### BRIEF
In full and without alteration, write out the records.

### SUPPLIED RECORDS
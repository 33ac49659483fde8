//! SIMD-accelerated XML scanning using memchr
//!
//! Uses memchr crate for fast byte searching with SIMD acceleration:
//! - SSE2 (default x86_64)
//! - AVX2 (runtime detection)
//! - NEON (aarch64)
//!
//! The scanner walks a `&str` but searches its bytes. Every position it
//! stops at is an ASCII delimiter (or the end of input), so slicing the
//! input at those positions always lands on a char boundary.

use memchr::{memchr, memchr2, memmem};

/// Scanner for XML delimiter detection
pub struct Scanner<'a> {
    input: &'a str,
    pos: usize,
}

impl<'a> Scanner<'a> {
    /// Create a new scanner for the given input
    #[inline]
    pub fn new(input: &'a str) -> Self {
        Scanner { input, pos: 0 }
    }

    /// Get the current position
    #[inline]
    pub fn position(&self) -> usize {
        self.pos
    }

    /// Set the current position
    #[inline]
    pub fn set_position(&mut self, pos: usize) {
        self.pos = pos;
    }

    /// Total input length in bytes
    #[inline]
    pub fn len(&self) -> usize {
        self.input.len()
    }

    /// Check if we've reached the end
    #[inline]
    pub fn is_eof(&self) -> bool {
        self.pos >= self.input.len()
    }

    #[inline]
    fn bytes(&self) -> &'a [u8] {
        self.input.as_bytes()
    }

    /// Get remaining input
    #[inline]
    pub fn remaining(&self) -> &'a str {
        &self.input[self.pos..]
    }

    /// Get a slice from start to end positions
    #[inline]
    pub fn slice(&self, start: usize, end: usize) -> &'a str {
        &self.input[start..end]
    }

    /// Peek at current byte without advancing
    #[inline]
    pub fn peek(&self) -> Option<u8> {
        self.bytes().get(self.pos).copied()
    }

    /// Peek at byte at offset from current position
    #[inline]
    pub fn peek_at(&self, offset: usize) -> Option<u8> {
        self.bytes().get(self.pos + offset).copied()
    }

    /// Advance by n bytes
    #[inline]
    pub fn advance(&mut self, n: usize) {
        self.pos += n;
    }

    /// Skip whitespace characters (space, tab, newline, carriage return)
    #[inline]
    pub fn skip_whitespace(&mut self) {
        let bytes = self.bytes();
        while self.pos < bytes.len() && is_whitespace(bytes[self.pos]) {
            self.pos += 1;
        }
    }

    /// Find tag end while handling quotes properly.
    /// Returns the position of '>' that is not inside quotes.
    pub fn find_tag_end_quoted(&self) -> Option<usize> {
        let bytes = self.bytes();
        let mut pos = self.pos;
        let mut quote: Option<u8> = None;

        while pos < bytes.len() {
            let b = bytes[pos];
            match quote {
                Some(q) if b == q => quote = None,
                Some(_) => {}
                None if b == b'"' || b == b'\'' => quote = Some(b),
                None if b == b'>' => return Some(pos),
                None => {}
            }
            pos += 1;
        }
        None
    }

    /// Find next '<' or '&' (text content boundaries)
    #[inline]
    pub fn find_text_boundary(&self) -> Option<usize> {
        memchr2(b'<', b'&', &self.bytes()[self.pos..]).map(|i| self.pos + i)
    }

    /// Find next occurrence of a specific byte
    #[inline]
    pub fn find_byte(&self, byte: u8) -> Option<usize> {
        memchr(byte, &self.bytes()[self.pos..]).map(|i| self.pos + i)
    }

    /// Find next occurrence of a delimiter sequence such as `-->` or `]]>`
    #[inline]
    pub fn find_str(&self, needle: &str) -> Option<usize> {
        memmem::find(&self.bytes()[self.pos..], needle.as_bytes()).map(|i| self.pos + i)
    }

    /// Check if input starts with a sequence at current position
    #[inline]
    pub fn starts_with(&self, needle: &str) -> bool {
        self.bytes()[self.pos..].starts_with(needle.as_bytes())
    }

    /// Read an XML name (starts with letter/underscore/colon, continues with
    /// letters/digits/hyphens/underscores/periods/colons)
    pub fn read_name(&mut self) -> Option<&'a str> {
        let bytes = self.bytes();
        let start = self.pos;

        if start >= bytes.len() || !is_name_start_char(bytes[start]) {
            return None;
        }

        self.pos += 1;
        while self.pos < bytes.len() && is_name_char(bytes[self.pos]) {
            self.pos += 1;
        }

        Some(&self.input[start..self.pos])
    }
}

/// Check if byte is XML whitespace
#[inline]
pub fn is_whitespace(b: u8) -> bool {
    matches!(b, b' ' | b'\t' | b'\n' | b'\r')
}

/// Check if byte is valid XML name start character
/// Allows ASCII letters, underscore, colon, and non-ASCII (UTF-8 Unicode)
#[inline]
pub fn is_name_start_char(b: u8) -> bool {
    matches!(b, b'A'..=b'Z' | b'a'..=b'z' | b'_' | b':') || b >= 0x80
}

/// Check if byte is valid XML name character
/// Allows ASCII alphanumeric, punctuation, and non-ASCII (UTF-8 Unicode)
#[inline]
pub fn is_name_char(b: u8) -> bool {
    matches!(b, b'A'..=b'Z' | b'a'..=b'z' | b'0'..=b'9' | b'_' | b'-' | b'.' | b':') || b >= 0x80
}

#[cfg(test)]
mod tests {
    use super::*;

    #[test]
    fn test_find_text_boundary() {
        let scanner = Scanner::new("hello &amp; <world>");
        assert_eq!(scanner.find_text_boundary(), Some(6));
    }

    #[test]
    fn test_find_tag_end_quoted() {
        let scanner = Scanner::new("<a attr=\">test\">content");
        assert_eq!(scanner.find_tag_end_quoted(), Some(15));
    }

    #[test]
    fn test_find_tag_end_mixed_quotes() {
        let scanner = Scanner::new("<a t='\">' u=\"'>\">");
        assert_eq!(scanner.find_tag_end_quoted(), Some(16));
    }

    #[test]
    fn test_find_str() {
        let scanner = Scanner::new("<!-- a - b -->tail");
        assert_eq!(scanner.find_str("-->"), Some(11));
    }

    #[test]
    fn test_read_name() {
        let mut scanner = Scanner::new("element-name>");
        assert_eq!(scanner.read_name(), Some("element-name"));
        assert_eq!(scanner.position(), 12);
    }

    #[test]
    fn test_read_unicode_name() {
        let mut scanner = Scanner::new("élément attr");
        assert_eq!(scanner.read_name(), Some("élément"));
    }

    #[test]
    fn test_skip_whitespace() {
        let mut scanner = Scanner::new("  \t\n hello");
        scanner.skip_whitespace();
        assert_eq!(scanner.position(), 5);
    }
}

### SOLUTION
repository 33ac49659483fde8
//! SIMD-accelerated XML scanning using memchr
//!
//! Uses memchr crate for fast byte searching with SIMD acceleration:
//! - SSE2 (default x86_64)
//! - AVX2 (runtime detection)
//! - NEON (aarch64)
//!
//! The scanner walks a `&str` but searches its bytes. Every position it
//! stops at is an ASCII delimiter (or the end of input), so slicing the
//! input at those positions always lands on a char boundary.

use memchr::{memchr, memchr2, memmem};

/// Scanner for XML delimiter detection
pub struct Scanner<'a> {
    input: &'a str,
    pos: usize,
}

impl<'a> Scanner<'a> {
    /// Create a new scanner for the given input
    #[inline]
    pub fn new(input: &'a str) -> Self {
        Scanner { input, pos: 0 }
    }

    /// Get the current position
    #[inline]
    pub fn position(&self) -> usize {
        self.pos
    }

    /// Set the current position
    #[inline]
    pub fn set_position(&mut self, pos: usize) {
        self.pos = pos;
    }

    /// Total input length in bytes
    #[inline]
    pub fn len(&self) -> usize {
        self.input.len()
    }

    /// Check if we've reached the end
    #[inline]
    pub fn is_eof(&self) -> bool {
        self.pos >= self.input.len()
    }

    #[inline]
    fn bytes(&self) -> &'a [u8] {
        self.input.as_bytes()
    }

    /// Get remaining input
    #[inline]
    pub fn remaining(&self) -> &'a str {
        &self.input[self.pos..]
    }

    /// Get a slice from start to end positions
    #[inline]
    pub fn slice(&self, start: usize, end: usize) -> &'a str {
        &self.input[start..end]
    }

    /// Peek at current byte without advancing
    #[inline]
    pub fn peek(&self) -> Option<u8> {
        self.bytes().get(self.pos).copied()
    }

    /// Peek at byte at offset from current position
    #[inline]
    pub fn peek_at(&self, offset: usize) -> Option<u8> {
        self.bytes().get(self.pos + offset).copied()
    }

    /// Advance by n bytes
    #[inline]
    pub fn advance(&mut self, n: usize) {
        self.pos += n;
    }

    /// Skip whitespace characters (space, tab, newline, carriage return)
    #[inline]
    pub fn skip_whitespace(&mut self) {
        let bytes = self.bytes();
        while self.pos < bytes.len() && is_whitespace(bytes[self.pos]) {
            self.pos += 1;
        }
    }

    /// Find tag end while handling quotes properly.
    /// Returns the position of '>' that is not inside quotes.
    pub fn find_tag_end_quoted(&self) -> Option<usize> {
        let bytes = self.bytes();
        let mut pos = self.pos;
        let mut quote: Option<u8> = None;

        while pos < bytes.len() {
            let b = bytes[pos];
            match quote {
                Some(q) if b == q => quote = None,
                Some(_) => {}
                None if b == b'"' || b == b'\'' => quote = Some(b),
                None if b == b'>' => return Some(pos),
                None => {}
            }
            pos += 1;
        }
        None
    }

    /// Find next '<' or '&' (text content boundaries)
    #[inline]
    pub fn find_text_boundary(&self) -> Option<usize> {
        memchr2(b'<', b'&', &self.bytes()[self.pos..]).map(|i| self.pos + i)
    }

    /// Find next occurrence of a specific byte
    #[inline]
    pub fn find_byte(&self, byte: u8) -> Option<usize> {
        memchr(byte, &self.bytes()[self.pos..]).map(|i| self.pos + i)
    }

    /// Find next occurrence of a delimiter sequence such as `-->` or `]]>`
    #[inline]
    pub fn find_str(&self, needle: &str) -> Option<usize> {
        memmem::find(&self.bytes()[self.pos..], needle.as_bytes()).map(|i| self.pos + i)
    }

    /// Check if input starts with a sequence at current position
    #[inline]
    pub fn starts_with(&self, needle: &str) -> bool {
        self.bytes()[self.pos..].starts_with(needle.as_bytes())
    }

    /// Read an XML name (starts with letter/underscore/colon, continues with
    /// letters/digits/hyphens/underscores/periods/colons)
    pub fn read_name(&mut self) -> Option<&'a str> {
        let bytes = self.bytes();
        let start = self.pos;

        if start >= bytes.len() || !is_name_start_char(bytes[start]) {
            return None;
        }

        self.pos += 1;
        while self.pos < bytes.len() && is_name_char(bytes[self.pos]) {
            self.pos += 1;
        }

        Some(&self.input[start..self.pos])
    }
}

/// Check if byte is XML whitespace
#[inline]
pub fn is_whitespace(b: u8) -> bool {
    matches!(b, b' ' | b'\t' | b'\n' | b'\r')
}

/// Check if byte is valid XML name start character
/// Allows ASCII letters, underscore, colon, and non-ASCII (UTF-8 Unicode)
#[inline]
pub fn is_name_start_char(b: u8) -> bool {
    matches!(b, b'A'..=b'Z' | b'a'..=b'z' | b'_' | b':') || b >= 0x80
}

/// Check if byte is valid XML name character
/// Allows ASCII alphanumeric, punctuation, and non-ASCII (UTF-8 Unicode)
#[inline]
pub fn is_name_char(b: u8) -> bool {
    matches!(b, b'A'..=b'Z' | b'a'..=b'z' | b'0'..=b'9' | b'_' | b'-' | b'.' | b':') || b >= 0x80
}

#[cfg(test)]
mod tests {
    use super::*;

    #[test]
    fn test_find_text_boundary() {
        let scanner = Scanner::new("hello &amp; <world>");
        assert_eq!(scanner.find_text_boundary(), Some(6));
    }

    #[test]
    fn test_find_tag_end_quoted() {
        let scanner = Scanner::new("<a attr=\">test\">content");
        assert_eq!(scanner.find_tag_end_quoted(), Some(15));
    }

    #[test]
    fn test_find_tag_end_mixed_quotes() {
        let scanner = Scanner::new("<a t='\">' u=\"'>\">");
        assert_eq!(scanner.find_tag_end_quoted(), Some(16));
    }

    #[test]
    fn test_find_str() {
        let scanner = Scanner::new("<!-- a - b -->tail");
        assert_eq!(scanner.find_str("-->"), Some(11));
    }

    #[test]
    fn test_read_name() {
        let mut scanner = Scanner::new("element-name>");
        assert_eq!(scanner.read_name(), Some("element-name"));
        assert_eq!(scanner.position(), 12);
    }

    #[test]
    fn test_read_unicode_name() {
        let mut scanner = Scanner::new("élément attr");
        assert_eq!(scanner.read_name(), Some("élément"));
    }

    #[test]
    fn test_skip_whitespace() {
        let mut scanner = Scanner::new("  \t\n hello");
        scanner.skip_whitespace();
        assert_eq!(scanner.position(), 5);
    }
}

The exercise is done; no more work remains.